NOSTALGIA is big business these days, but easily the most unexpected manifestation of the 30th anniversary of punk rock's so-called Summer of Hate is Tory leader David Dave' Cameron's apparent hijacking of the ultimate anti-Establishment anthem, the Sex Pistols' Anarchy In the UK.

It seems Desperate Dave has abandoned his Hug-A-Hoodie initiative in favour of bemoaning Britain's tearaway youth after a summer of violent crime perpetrated by children that culminated in the killing of 11-year-old Rhys Jones in Liverpool.

Obviously Dave thinks Anarchy In the UK will bring him a late summer hit to halt the anarchy in his own party that has seen his closest advisors arm him with duff information about hospital closures.

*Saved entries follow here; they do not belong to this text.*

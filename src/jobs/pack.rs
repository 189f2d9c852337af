use std::path::Path;
use std::sync::Arc;

use crate::archive::zip::ZipContainer;
use crate::archive::{ArchiveContainer, ArchiveEntryHandle};
use crate::jobs::transfer::{TransferJob, TransferOptions};
use crate::jobs::{JobControl, JobProgress, JobReport, RunningJob};
use crate::vfs::{HandleRef, VfsError, VfsResult};

/// Streams source trees into a zip container.
///
/// Entries are staged while the copy engine walks the sources; the engine's
/// completion hook then commits them with a single atomic flush. Packing
/// into an existing container adds to it.
pub struct PackJob {
    inner: TransferJob,
}

impl PackJob {
    pub fn new(
        sources: Vec<HandleRef>,
        archive_path: &Path,
        options: TransferOptions,
    ) -> VfsResult<Self> {
        let name = archive_path
            .file_name()
            .map(|n| n.to_string_lossy().to_lowercase())
            .unwrap_or_default();
        if !(name.ends_with(".zip") || name.ends_with(".jar")) {
            return Err(VfsError::Archive(format!(
                "cannot write archive format: {}",
                archive_path.display()
            )));
        }

        let container: Arc<dyn ArchiveContainer> = if archive_path.exists() {
            ZipContainer::open(archive_path)?
        } else {
            ZipContainer::create(archive_path)
        };
        let dest: HandleRef = Box::new(ArchiveEntryHandle::root(container));

        Ok(Self {
            inner: TransferJob::copy(sources, dest, options),
        })
    }

    pub fn control(&self) -> &Arc<JobControl> {
        self.inner.control()
    }

    pub fn progress(&self) -> &Arc<JobProgress> {
        self.inner.progress()
    }

    pub fn run(self) -> JobReport {
        self.inner.run()
    }

    pub fn spawn(self) -> RunningJob {
        self.inner.spawn()
    }
}
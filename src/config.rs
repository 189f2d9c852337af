use std::fs;
use std::io;
use std::path::PathBuf;

use serde::{Deserialize, Serialize};

use crate::vfs::bookmark::Bookmark;
use crate::vfs::sftp::RemoteProfile;

/// Application settings
#[derive(Debug, Clone, Serialize, Deserialize)]
pub struct Settings {
    /// Stream copy chunk size in KiB.
    #[serde(default = "default_copy_buffer_kib")]
    pub copy_buffer_kib: usize,
    /// Capacity of the shell history ring.
    #[serde(default = "default_shell_history_size")]
    pub shell_history_size: usize,
    /// Remote server profiles for SSH/SFTP connections
    #[serde(default, skip_serializing_if = "Vec::is_empty")]
    pub remote_profiles: Vec<RemoteProfile>,
    /// Bookmarked locations exposed under `bookmark://`
    #[serde(default, skip_serializing_if = "Vec::is_empty")]
    pub bookmarks: Vec<Bookmark>,
}

fn default_copy_buffer_kib() -> usize {
    64
}

fn default_shell_history_size() -> usize {
    100
}

impl Default for Settings {
    fn default() -> Self {
        Self {
            copy_buffer_kib: default_copy_buffer_kib(),
            shell_history_size: default_shell_history_size(),
            remote_profiles: Vec::new(),
            bookmarks: Vec::new(),
        }
    }
}

impl Settings {
    /// Returns the config directory path (~/.openvfs)
    pub fn config_dir() -> Option<PathBuf> {
        dirs::home_dir().map(|h| h.join(".openvfs"))
    }

    /// Returns the config file path (~/.openvfs/settings.json)
    pub fn config_path() -> Option<PathBuf> {
        Self::config_dir().map(|d| d.join("settings.json"))
    }

    /// Returns the credential store file path (~/.openvfs/credentials.json)
    pub fn credentials_path() -> Option<PathBuf> {
        Self::config_dir().map(|d| d.join("credentials.json"))
    }

    /// Returns the shell history file path (~/.openvfs/shell_history.json)
    pub fn shell_history_path() -> Option<PathBuf> {
        Self::config_dir().map(|d| d.join("shell_history.json"))
    }

    /// Ensures the config directory and a default settings file exist.
    pub fn ensure_config_exists() {
        if let Some(config_dir) = Self::config_dir() {
            if !config_dir.exists() && fs::create_dir_all(&config_dir).is_ok() {
                // Profiles may hold obfuscated passwords: user-only access.
                #[cfg(unix)]
                {
                    use std::os::unix::fs::PermissionsExt;
                    let perms = fs::Permissions::from_mode(0o700);
                    let _ = fs::set_permissions(&config_dir, perms);
                }
            }
        }

        if let Some(config_path) = Self::config_path() {
            if !config_path.exists() {
                let _ = Self::default().save();
            }
        }
    }

    /// Loads settings from the config file, returns default if not found or invalid
    pub fn load() -> Self {
        Self::load_with_error().unwrap_or_default()
    }

    /// Loads settings from the config file with error information
    pub fn load_with_error() -> Result<Self, String> {
        Self::ensure_config_exists();

        let config_path =
            Self::config_path().ok_or_else(|| "Could not determine config path".to_string())?;

        let content = fs::read_to_string(&config_path)
            .map_err(|e| format!("Failed to read settings file: {}", e))?;

        serde_json::from_str(&content).map_err(|e| format!("Invalid JSON in settings.json: {}", e))
    }

    /// Saves settings to the config file using atomic write pattern
    pub fn save(&self) -> io::Result<()> {
        let Some(config_dir) = Self::config_dir() else {
            return Err(io::Error::new(
                io::ErrorKind::NotFound,
                "Could not determine config directory",
            ));
        };

        if !config_dir.exists() {
            fs::create_dir_all(&config_dir)?;
            #[cfg(unix)]
            {
                use std::os::unix::fs::PermissionsExt;
                let perms = fs::Permissions::from_mode(0o700);
                let _ = fs::set_permissions(&config_dir, perms);
            }
        }

        let config_path = config_dir.join("settings.json");
        let temp_path = config_dir.join("settings.json.tmp");
        let content = serde_json::to_string_pretty(self)?;

        // Atomic write: write to temp file first, then rename
        fs::write(&temp_path, &content)?;
        fs::rename(&temp_path, &config_path)?;

        Ok(())
    }

    /// Copy buffer size in bytes, clamped to something sane.
    pub fn copy_buffer_bytes(&self) -> usize {
        self.copy_buffer_kib.clamp(4, 16 * 1024) * 1024
    }
}

#[cfg(test)]
mod tests {
    use super::*;

    #[test]
    fn test_default_settings() {
        let settings = Settings::default();
        assert_eq!(settings.copy_buffer_kib, 64);
        assert_eq!(settings.shell_history_size, 100);
        assert!(settings.remote_profiles.is_empty());
        assert!(settings.bookmarks.is_empty());
    }

    #[test]
    fn test_parse_partial_json() {
        let json = r#"{"shell_history_size": 25}"#;
        let settings: Settings = serde_json::from_str(json).unwrap();
        assert_eq!(settings.shell_history_size, 25);
        assert_eq!(settings.copy_buffer_kib, 64);
    }

    #[test]
    fn test_copy_buffer_clamped() {
        let settings = Settings {
            copy_buffer_kib: 1,
            ..Settings::default()
        };
        assert_eq!(settings.copy_buffer_bytes(), 4 * 1024);
        let settings = Settings {
            copy_buffer_kib: 1_000_000,
            ..Settings::default()
        };
        assert_eq!(settings.copy_buffer_bytes(), 16 * 1024 * 1024);
    }

    #[test]
    fn test_bookmarks_round_trip() {
        let json = r#"{"bookmarks":[{"name":"work","location":"/srv/work"}]}"#;
        let settings: Settings = serde_json::from_str(json).unwrap();
        assert_eq!(settings.bookmarks.len(), 1);
        assert_eq!(settings.bookmarks[0].name, "work");
        let out = serde_json::to_string(&settings).unwrap();
        assert!(out.contains("/srv/work"));
    }
}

But while his outrage at Rhys Jones' death is no doubt heartfelt, what right does he have to turn a child's murder into a political point? Perhaps he thinks such attacks on the government will generate enough fear among voters to make them believe he can do better.

Now he has turned his attention on another easy target, the entertainment industry which he says must be more socially responsible and show less "extreme, casual and callous violence". It wasn't a rap album, a horror DVD or an action video game that killed Rhys Jones - it was a gun. Possibly fired by someone as young as 13.

Britain has its share - probably more than its share - of social problems, but anarchy isn't one of them. Quite the opposite. Many of our country's woes are institutionalised in a system that repeatedly lets down the very people it is there to support.

Our schools produce record numbers of A-level passes and commentators casually tell us exams are too easy. Student loans are sold off to private enterprise to administer and collect. Degrees are effectively available to purchase for the price of enrolling on a course because educational establishments cannot afford to fail students - it would be commercial suicide.

The welfare system remains notoriously impenetrable and in the workplace employees are treated with ever greater contempt by their paymasters. Parents, we are told, no longer know how to be proper mums and dads.

So, the Tory leader lurches to the right and would scrap the Human Rights Act while stuffing even more miscreants into our already overcrowded prison cells. That'll show 'em.

Here's some nostalgia for you Dave. I'm only four months older than you and even I can remember a time when people felt a kind of collective responsibility for one another, when public service counted for something, common sense prevailed, policemen could use their discretion and we weren't cowed by fear into hiding in our over-priced homes.

But, just as punk rock mesmerised a generation of kids 30 years ago, so too did the creed of greed spouted by Dave's predecessor Margaret Thatcher as she proclaimed "There is no such thing as society".

Labour wasn't working then, she said - and Dave reckons it isn't working now - but the lessons of history are well learned so let's not fall into the trap of believing any of their kind will save us.

Cameron's talk of Anarchy In the UK sounds pretty vacant to me. No fun. No future.